Decía que esta última semana ha sido clave para poner de relieve todas esas contradicciones. De repente, un tuit de Morera a raíz de las detenciones practicadas por orden judicial en Barcelona, le pegó fuego al chiringuito. Todo un presidente de un Parlamento, segunda autoridad estatutaria de esta comunidad, acusando al Estado de represor, no sé si al nivel de Tiananmen o al de Franco. Y a partir de ahí, el desbordamiento. Oltra desconcertada, sin saber si tenía que salir a parar la estampida o a encabezarla, y el resto de cargos públicos sin criterio bajo el que actuar y cada vez más presionados desde las redes sociales por todos aquellos que, haciendo gala de un infantilismo atroz, todavía creen que una dictadura no se define por sus actos sino por la lengua en que los comete. Los tuits se borraron -otro error de la nueva política, el de creer que pueden borrarse-; Oltra y Baldoví, el portavoz en el Congreso al que algunos en el Bloc querrían ver de candidato a la presidencia de la Generalitat en las próximas elecciones autonómicas, sacaron un comunicado conjunto en el que la palabra represión, referida a la actuación del Estado en defensa de la legalidad seguía presente, aunque el tono se había rebajado mucho y, finalmente, la propia Oltra en solitario dio un paso más en esa marcha atrás y pidió, en un alarde de sentido común que, sin embargo, no hizo más que incrementar la sensación de que Compromís no tiene norte ni liderazgo, que Puigdemont desconvoque el referéndum y Rajoy se siente a negociar una salida. A buenas horas.

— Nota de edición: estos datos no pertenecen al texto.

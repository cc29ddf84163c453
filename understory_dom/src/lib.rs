// Copyright 2025 the Understory Authors
// SPDX-License-Identifier: Apache-2.0 OR MIT

// After you edit the crate's doc comment, run this command, then check README.md for any missing links
// cargo rdme --workspace-project=understory_dom --heading-base-level=0

//! Understory DOM: an in-memory document host for headless UI behaviors.
//!
//! Headless behaviors (outside-click detection, focus management, portals,
//! floating positioning) need a small set of host services: a node tree with
//! attributes, native-style event propagation, focus, and a clock. This crate
//! provides exactly that surface, deterministically, so behaviors can be built
//! and tested without a browser.
//!
//! ## Not a browser
//!
//! There is no layout, no rendering, and no CSS cascade. Hosts record the
//! rectangles they computed elsewhere with [`Document::set_rect`]; inline style
//! is plain key/value storage. Selectors are compound only (`tag#id.class[attr=value]`).
//!
//! ## API overview
//!
//! - [`Document`]: shared handle to the node tree. See [`Document::dispatch`]
//!   for the capture → target → bubble ordering.
//! - [`Event`] / [`EventType`] / [`Phase`]: event payload and propagation phases.
//! - [`Scheduler`]: virtual clock with timeouts ([`Scheduler::set_timeout`]) and
//!   deferred tasks ([`Scheduler::post`], [`Scheduler::flush`]).
//! - [`Deferred`]: single-assignment settled signal for deferred work.
//! - [`NodeId`] / [`ListenerId`] / [`TimerId`]: small copyable handles.
//!
//! ## Minimal usage
//!
//! ```
//! use understory_dom::{Document, Event, EventType};
//! use std::{cell::Cell, rc::Rc};
//!
//! let doc = Document::new();
//! let button = doc.create_element("button");
//! doc.append_child(doc.body(), button).unwrap();
//!
//! let clicks = Rc::new(Cell::new(0));
//! let c = clicks.clone();
//! // Listen on the document in the bubble phase.
//! doc.add_event_listener(doc.root(), EventType::Click, false, move |e| {
//!     assert_eq!(e.target(), Some(button));
//!     c.set(c.get() + 1);
//! });
//!
//! doc.dispatch(button, Event::new(EventType::Click));
//! assert_eq!(clicks.get(), 1);
//! ```
//!
//! This crate is `no_std` and uses `alloc`.

#![no_std]

extern crate alloc;

mod document;
mod error;
mod event;
mod scheduler;
mod selector;
mod types;

pub use document::{Document, ListenerFn};
pub use error::DomError;
pub use event::{Event, EventType, Phase};
pub use scheduler::{Deferred, Scheduler, TimerId};
pub use selector::Selector;
pub use types::{ListenerId, NodeId};
// Copyright 2025 the Understory Authors
// SPDX-License-Identifier: Apache-2.0 OR MIT

//! Attribute maps and the idempotent attribute reconciler.
//!
//! ## Reconciliation
//!
//! [`AttributeReconciler`] remembers the last attribute map it applied to a
//! node (its snapshot). Applying a new map:
//!
//! 1. removes every attribute present in the snapshot but missing from the new map;
//! 2. writes every attribute whose value differs from the snapshot
//!    ([`AttrValue::Absent`] is written as a removal);
//! 3. replaces the snapshot with the new map, `Absent` entries included.
//!
//! Unchanged values are never written, so applying the same map twice causes
//! no mutations the second time. An attribute that goes from one value to
//! another is overwritten in place, never removed and re-added.

use alloc::collections::BTreeMap;
use alloc::string::{String, ToString};
use alloc::vec::Vec;

use understory_dom::{Document, NodeId};

/// A value in an attribute map.
#[derive(Clone, Debug, PartialEq, Eq, Default)]
pub enum AttrValue {
    /// Absent: ensure the attribute is not present.
    #[default]
    Absent,
    /// A string value.
    Text(String),
    /// A boolean, written as `"true"` or `"false"`.
    Bool(bool),
    /// An integer, written in decimal.
    Int(i64),
}

impl AttrValue {
    /// The string to write, or `None` when the attribute should be absent.
    pub fn to_attr_string(&self) -> Option<String> {
        match self {
            Self::Absent => None,
            Self::Text(s) => Some(s.clone()),
            Self::Bool(b) => Some(if *b { "true" } else { "false" }.into()),
            Self::Int(i) => Some(i.to_string()),
        }
    }

    /// Returns true for [`AttrValue::Absent`].
    pub fn is_absent(&self) -> bool {
        matches!(self, Self::Absent)
    }
}

impl From<&str> for AttrValue {
    fn from(value: &str) -> Self {
        Self::Text(value.into())
    }
}

impl From<String> for AttrValue {
    fn from(value: String) -> Self {
        Self::Text(value)
    }
}

impl From<bool> for AttrValue {
    fn from(value: bool) -> Self {
        Self::Bool(value)
    }
}

impl From<i64> for AttrValue {
    fn from(value: i64) -> Self {
        Self::Int(value)
    }
}

impl From<i32> for AttrValue {
    fn from(value: i32) -> Self {
        Self::Int(value.into())
    }
}

impl From<u32> for AttrValue {
    fn from(value: u32) -> Self {
        Self::Int(value.into())
    }
}

impl<T: Into<Self>> From<Option<T>> for AttrValue {
    fn from(value: Option<T>) -> Self {
        value.map_or(Self::Absent, Into::into)
    }
}

/// An ordered attribute map.
///
/// Setting a name that is already present overwrites its value in place.
#[derive(Clone, Debug, Default, PartialEq, Eq)]
pub struct Attributes {
    entries: Vec<(String, AttrValue)>,
}

impl Attributes {
    /// Create an empty map.
    pub fn new() -> Self {
        Self::default()
    }

    /// Builder-style [`set`](Self::set).
    pub fn with(mut self, name: &str, value: impl Into<AttrValue>) -> Self {
        self.set(name, value);
        self
    }

    /// Insert or overwrite `name`.
    pub fn set(&mut self, name: &str, value: impl Into<AttrValue>) {
        let value = value.into();
        match self.entries.iter_mut().find(|(n, _)| n == name) {
            Some((_, slot)) => *slot = value,
            None => self.entries.push((name.into(), value)),
        }
    }

    /// The value for `name`, if the key is present.
    pub fn get(&self, name: &str) -> Option<&AttrValue> {
        self.entries
            .iter()
            .find_map(|(n, v)| (n == name).then_some(v))
    }

    /// Entries in insertion order.
    pub fn iter(&self) -> impl Iterator<Item = (&str, &AttrValue)> {
        self.entries.iter().map(|(n, v)| (n.as_str(), v))
    }

    /// Number of keys, `Absent` entries included.
    pub fn len(&self) -> usize {
        self.entries.len()
    }

    /// Returns true when the map has no keys.
    pub fn is_empty(&self) -> bool {
        self.entries.is_empty()
    }
}

impl<K: Into<String>, V: Into<AttrValue>> FromIterator<(K, V)> for Attributes {
    fn from_iter<I: IntoIterator<Item = (K, V)>>(iter: I) -> Self {
        let mut out = Self::new();
        for (k, v) in iter {
            let k: String = k.into();
            out.set(&k, v);
        }
        out
    }
}

/// Mutations performed by one [`AttributeReconciler::apply`].
#[derive(Copy, Clone, Debug, Default, PartialEq, Eq)]
pub struct Reconciled {
    /// Attributes written with a new value.
    pub written: usize,
    /// Attributes removed.
    pub removed: usize,
}

impl Reconciled {
    /// Returns true when nothing was touched.
    pub fn is_noop(&self) -> bool {
        self.written == 0 && self.removed == 0
    }
}

/// Applies attribute maps to one node, touching only what changed.
#[derive(Clone, Debug, Default)]
pub struct AttributeReconciler {
    snapshot: BTreeMap<String, AttrValue>,
}

impl AttributeReconciler {
    /// Create a reconciler with an empty snapshot.
    pub fn new() -> Self {
        Self::default()
    }

    /// Reconcile `node` against `next` and remember `next` as the snapshot.
    pub fn apply(&mut self, doc: &Document, node: NodeId, next: &Attributes) -> Reconciled {
        let mut tally = Reconciled::default();

        let stale: Vec<String> = self
            .snapshot
            .keys()
            .filter(|k| next.get(k).is_none())
            .cloned()
            .collect();
        for key in stale {
            self.snapshot.remove(&key);
            doc.remove_attribute(node, &key);
            tally.removed += 1;
        }

        for (key, value) in next.iter() {
            if self.snapshot.get(key) == Some(value) {
                continue;
            }
            match value.to_attr_string() {
                Some(text) => {
                    doc.set_attribute(node, key, &text);
                    tally.written += 1;
                }
                None => {
                    doc.remove_attribute(node, key);
                    tally.removed += 1;
                }
            }
            self.snapshot.insert(key.into(), value.clone());
        }

        tracing::trace!(
            node = ?node,
            written = tally.written,
            removed = tally.removed,
            "reconciled attributes"
        );
        tally
    }

    /// The last applied map, by key.
    pub fn snapshot(&self) -> impl Iterator<Item = (&str, &AttrValue)> {
        self.snapshot.iter().map(|(k, v)| (k.as_str(), v))
    }
}

#[cfg(test)]
mod tests {
    use super::*;

    fn setup() -> (Document, NodeId) {
        let doc = Document::new();
        let node = doc.create_element("button");
        doc.append_child(doc.body(), node).unwrap();
        (doc, node)
    }

    #[test]
    fn initial_apply_writes_present_values_only() {
        let (doc, node) = setup();
        let mut r = AttributeReconciler::new();
        let attrs = Attributes::new()
            .with("role", "checkbox")
            .with("aria-checked", true)
            .with("tabindex", 0_i32)
            .with("title", None::<&str>);
        let tally = r.apply(&doc, node, &attrs);
        assert_eq!(tally, Reconciled { written: 3, removed: 1 });
        assert_eq!(doc.get_attribute(node, "aria-checked").as_deref(), Some("true"));
        assert_eq!(doc.get_attribute(node, "tabindex").as_deref(), Some("0"));
        assert!(!doc.has_attribute(node, "title"));
        // Absent entries stay in the snapshot.
        assert_eq!(r.snapshot().count(), 4);
    }

    #[test]
    fn reapplying_the_same_map_is_free() {
        let (doc, node) = setup();
        let mut r = AttributeReconciler::new();
        let attrs = Attributes::new().with("data-state", "checked");
        r.apply(&doc, node, &attrs);
        let before = doc.mutation_count();
        assert!(r.apply(&doc, node, &attrs).is_noop());
        assert_eq!(doc.mutation_count(), before);
    }

    #[test]
    fn changed_value_is_overwritten_not_removed() {
        let (doc, node) = setup();
        let mut r = AttributeReconciler::new();
        r.apply(&doc, node, &Attributes::new().with("data-state", "checked"));
        let before = doc.mutation_count();
        let tally = r.apply(&doc, node, &Attributes::new().with("data-state", "unchecked"));
        assert_eq!(tally, Reconciled { written: 1, removed: 0 });
        assert_eq!(doc.mutation_count(), before + 1);
        assert_eq!(
            doc.get_attribute(node, "data-state").as_deref(),
            Some("unchecked")
        );
    }

    #[test]
    fn stale_keys_are_removed() {
        let (doc, node) = setup();
        let mut r = AttributeReconciler::new();
        r.apply(
            &doc,
            node,
            &[("a", "1"), ("b", "2")].into_iter().collect(),
        );
        let tally = r.apply(&doc, node, &[("b", "2")].into_iter().collect());
        assert_eq!(tally, Reconciled { written: 0, removed: 1 });
        assert!(!doc.has_attribute(node, "a"));
        assert_eq!(doc.get_attribute(node, "b").as_deref(), Some("2"));
        assert_eq!(r.snapshot().map(|(k, _)| k).collect::<Vec<_>>(), ["b"]);
    }

    #[test]
    fn attributes_set_overwrites_in_place() {
        let attrs = Attributes::new().with("x", 1_i64).with("y", 2_i64).with("x", 3_i64);
        assert_eq!(attrs.len(), 2);
        assert_eq!(attrs.get("x"), Some(&AttrValue::Int(3)));
        assert_eq!(attrs.iter().next().map(|(k, _)| k), Some("x"));
    }
}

Alguien podría pensar que todo este lío beneficia al PSOE. No es así. A quien le renta es al PP, que día tras día logra que el Consell todo, por obra de Compromís, aparezca como aliado en la sombra de los secesionistas catalanes. Da igual si es falso: como escribía aquí la pasada semana lo que importa hoy en política es la capacidad de imponer un discurso. Y eso, a pesar de la gravísima incompetencia demostrada por Rajoy en este desafío, lo está logrando con mucha mayor efectividad el partido de Isabel Bonig que los que están en el Consell.

Compromís tiene por delante un proceso de reorganización en el que ni siquiera es descartable la ruptura (el Bloc se siente suficientemente fuerte como para presentarse en solitario a las elecciones, aunque el porcentaje mínimo de votos no se rebajase del 5 al 3%, como se prometió). Pero el problema no son ellos sino la Comunidad. Porque no solo atravesamos tiempos convulsos: lo que viene es una nueva configuración del Estado en cuyo diseño los valencianos no podemos quedarnos al margen porque tengamos un gobierno desestabilizado y una sociedad fragmentada. Seguro que pedir responsabilidad suena viejo, pero si es solo por eso no me importa ponérselo en un tuit.